Les tentacules bétonnés de la capitale disparurent lorsque je m’engageai à travers la forêt d’Ermenonville. Après Senlis, je pris la nationale 330 puis la départementale 113 pour finalement tomber, un paquet de kilomètres plus tard, dans la tranquillité lunaire de Fourcheret. Devant moi, le soleil jetait des flots de lumière dorée sur les ballots de paille dans un tableau sépia, magnifique, arraché à l’instantanéité. Un dernier jour d’été somptueux, un automne qui s’annonçait tendre…

Une ambiance de veillée aux morts balayait les rues serrées et désertiques du village. Guidé par les indications du plan, j’arrivai, après trois bornes en rase campagne où même les vaches faisaient office d’exception, devant le pavillon de Martine Prieur. Des techniciens de la police scientifique courbaient le dos vers d’éventuelles traces de pneus, bris de verre ou empreintes de pas, accompagnés par les inspecteurs de la DCPJ qui s’attelaient à la délicate et fastidieuse enquête de proximité. Ma carte tricolore présentée aux plantons, je rejoignis près de l’entrée les deux officiers de police judiciaire qui encadraient ce qui ressemblait à une quille de bowling devenue chair : le commissaire Bavière. Les stalactites froides de la peur flétrissaient l’éclat de ses yeux. Il me fit immédiatement songer au pompiste ventru, paumé au milieu d’un champ d’éoliennes en plein cœur des États-Unis. Après un court protocole de présentations, j’entrai dans le vif du sujet.
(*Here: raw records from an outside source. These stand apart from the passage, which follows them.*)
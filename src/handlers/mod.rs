pub mod auth;
pub mod catalog;
pub mod health;

use axum::extract::rejection::JsonRejection;
use axum::Json;
use serde::de::DeserializeOwned;
use serde_json::Value;

use crate::error::ApiError;
use crate::validation::{validate, FieldSpec};

/// Decode a JSON request body, run the declared validation rules against
/// it, then deserialize into the typed request. Malformed or non-object
/// bodies are a generic 400; rule failures carry field detail.
pub(crate) fn decode_body<T: DeserializeOwned>(
    payload: Result<Json<Value>, JsonRejection>,
    specs: &[FieldSpec],
) -> Result<T, ApiError> {
    let Json(value) = payload.map_err(|_| ApiError::bad_request("Invalid request body"))?;

    let Value::Object(ref fields) = value else {
        return Err(ApiError::bad_request("Invalid request body"));
    };

    validate(fields, specs)
        .map_err(|errors| ApiError::validation_error("Validation failed", errors))?;

    serde_json::from_value(value).map_err(|_| ApiError::bad_request("Invalid request body"))
}
use chrono::Utc;
use serde_json::{json, Value};
use std::future::Future;
use std::sync::Arc;
use std::time::Duration;
use thiserror::Error;
use uuid::Uuid;

use super::patch::{build_patch, PatchError};
use super::repository::Repository;
use super::CatalogResource;
use crate::database::{DocumentStore, StoreError};

/// Sentinel outcomes of a catalog operation, resolved to HTTP status codes
/// at the handler boundary. The first three are expected, client-correctable
/// conditions; `Timeout` and `Store` are surfaced as generic failures.
#[derive(Debug, Error)]
pub enum ServiceError {
    #[error("invalid ID")]
    InvalidId,

    #[error("not found")]
    NotFound,

    #[error("at least one field must be provided for update")]
    NoUpdateData,

    #[error("storage operation timed out")]
    Timeout,

    #[error(transparent)]
    Store(#[from] StoreError),
}

/// Request-scoped orchestration for one catalog entity type: identifier
/// parsing, timestamps, empty-update rejection, and translation of
/// repository misses into [`ServiceError::NotFound`].
pub struct CatalogService<R: CatalogResource> {
    repo: Repository<R>,
    timeout: Duration,
}

impl<R: CatalogResource> CatalogService<R> {
    pub fn new(store: Arc<dyn DocumentStore>, timeout: Duration) -> Self {
        Self { repo: Repository::new(store), timeout }
    }

    /// Bound the client-side wait on a storage call. The store itself is
    /// not guaranteed to cancel server-side work.
    async fn bounded<T>(
        &self,
        op: impl Future<Output = Result<T, StoreError>>,
    ) -> Result<T, ServiceError> {
        match tokio::time::timeout(self.timeout, op).await {
            Ok(result) => result.map_err(ServiceError::Store),
            Err(_) => Err(ServiceError::Timeout),
        }
    }

    /// All entities, or those whose name field contains `name`
    /// (case-insensitive). An empty filter returns the full collection.
    pub async fn get_all(&self, name: Option<&str>) -> Result<Vec<R::Entity>, ServiceError> {
        let filter = name.filter(|s| !s.is_empty());
        self.bounded(self.repo.find_all(filter)).await
    }

    pub async fn get_by_id(&self, id: &str) -> Result<R::Entity, ServiceError> {
        let key = parse_key(id)?;
        self.bounded(self.repo.find_by_key(key))
            .await?
            .ok_or(ServiceError::NotFound)
    }

    /// Assign a fresh key, stamp both timestamps with the same instant, and
    /// persist. The returned entity is the document as stored.
    pub async fn create(&self, input: R::Create) -> Result<R::Entity, ServiceError> {
        let key = Uuid::new_v4();
        let now = Utc::now();

        let mut doc = match serde_json::to_value(&input).map_err(StoreError::from)? {
            Value::Object(doc) => doc,
            _ => {
                return Err(ServiceError::Store(StoreError::Backend(
                    "creation payload did not serialize to an object".to_string(),
                )))
            }
        };
        doc.insert("id".to_string(), json!(key));
        doc.insert("createdAt".to_string(), json!(now));
        doc.insert("updatedAt".to_string(), json!(now));

        self.bounded(self.repo.insert(key, Value::Object(doc))).await
    }

    /// Apply a partial update and return the post-update snapshot.
    pub async fn update(&self, id: &str, patch: R::Patch) -> Result<R::Entity, ServiceError> {
        let key = parse_key(id)?;

        let fields = build_patch(&patch, Utc::now()).map_err(|e| match e {
            PatchError::Empty => ServiceError::NoUpdateData,
            PatchError::Serialization(e) => ServiceError::Store(e.into()),
        })?;

        self.bounded(self.repo.apply_patch(key, fields))
            .await?
            .ok_or(ServiceError::NotFound)
    }

    /// Remove an entity, returning the removed snapshot.
    pub async fn delete(&self, id: &str) -> Result<R::Entity, ServiceError> {
        let key = parse_key(id)?;
        self.bounded(self.repo.delete(key))
            .await?
            .ok_or(ServiceError::NotFound)
    }
}

fn parse_key(id: &str) -> Result<Uuid, ServiceError> {
    Uuid::parse_str(id).map_err(|_| ServiceError::InvalidId)
}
« Alors commissaire, qu’avons-nous sur les bras ? »

Bavière s’éclaircit la gorge avant de parler. Un étau de glace, une terreur rouge, écrasait sa voix. « Le corps sans vie de Martine Prieur a été découvert ce matin à 5 h 30 par un livreur de journaux, Adam Pirson. La porte d’entrée était grande ouverte, mais les lumières éteintes. Il a crié, puis est entré en l’absence de réponse, inquiété, a-t-il révélé, par le silence et l’obscurité. Il est monté, toujours en criant. Et c’est là qu’il l’a vue… » La violente bourrasque d’une pensée l’emporta ailleurs.

Je le ramenai dans la conversation.

« Continuez, commissaire, je vous en prie.

— Mes hommes sont arrivés les premiers sur les lieux, rejoints par les techniciens de la police scientifique, le légiste, ainsi que vos inspecteurs. La levée du corps a eu lieu aux alentours de 12 h 00.

— Si tard ?

— Vous allez vite comprendre pourquoi… suivez-moi. »

Il collecta d’un mouchoir la couche grasse de sueur qui lui collait aux tempes. Une plaquette de beurre suintant le hamburger et les frites. Le paumé de la pompe à essence… Il ajouta : « Seigneur… Même sans le cadavre, la chambre mérite de figurer dans le prochain film de Wes Craven. »

Le lieutenant Crombez sortit diriger les opérations à l’extérieur, dont l’enquête de proximité. Alors que nous montions l’escalier, je dis à Sibersky : « Ça va aller ?

— Le commissaire Bavière a raison. Je n’ai jamais vu une chose pareille, même à la télé… »

J’ai tout essayé. Le saut en parachute, à l’élastique, les pires manèges de foire, les élans fulminants à moto et pourtant, rien ne me secoue autant que l’explosion d’une scène de crime sur le film cristallin de la rétine. Je me sens, aujourd’hui encore, incapable d’exprimer ce qui me retourne à ce point. Peut-être la peur ou, tout simplement, le réflexe humain de ne pouvoir supporter le visage de l’horreur dans sa plus fracassante expression.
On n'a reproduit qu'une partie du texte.